◆ **WORK REQUIRED**: Lines with the string "QueueSize" must each be copied from the listing.

◆ **EXERCISE MATERIAL**:
◇ ◇ ◇

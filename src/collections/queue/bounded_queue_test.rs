#[cfg(test)]
mod tests {
  use crate::collections::queue::bounded_queue::BoundedQueue;
  use crate::collections::{QueueBase, QueueError, QueueReader, QueueSize, QueueWriter};

  #[test]
  fn test_offer_and_poll_in_order() {
    let mut queue = BoundedQueue::new(3);
    for i in 0..3 {
      assert!(queue.offer(i).is_ok());
    }
    assert_eq!(queue.len(), QueueSize::Limited(3));
    for i in 0..3 {
      assert_eq!(queue.poll(), Some(i));
    }
    assert_eq!(queue.poll(), None);
  }

  #[test]
  fn test_offer_to_full_queue_returns_element() {
    let mut queue = BoundedQueue::new(2);
    assert!(queue.offer(1).is_ok());
    assert!(queue.offer(2).is_ok());
    match queue.offer(3) {
      Err(QueueError::OfferError(rejected)) => assert_eq!(rejected, 3),
      other => panic!("Expected OfferError, got {:?}", other),
    }
    assert_eq!(queue.len(), QueueSize::Limited(2));
  }

  #[test]
  fn test_capacity_is_reported() {
    let queue = BoundedQueue::<u32>::new(8);
    assert_eq!(queue.capacity(), QueueSize::Limited(8));
    assert!(queue.is_empty());
  }
}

◇ ◇ ◇

◆ **ANSWER FOR THIS EXERCISE**:
  use crate::collections::{QueueBase, QueueError, QueueReader, QueueSize, QueueWriter};
    assert_eq!(queue.len(), QueueSize::Limited(3));
    assert_eq!(queue.len(), QueueSize::Limited(2));
    assert_eq!(queue.capacity(), QueueSize::Limited(8));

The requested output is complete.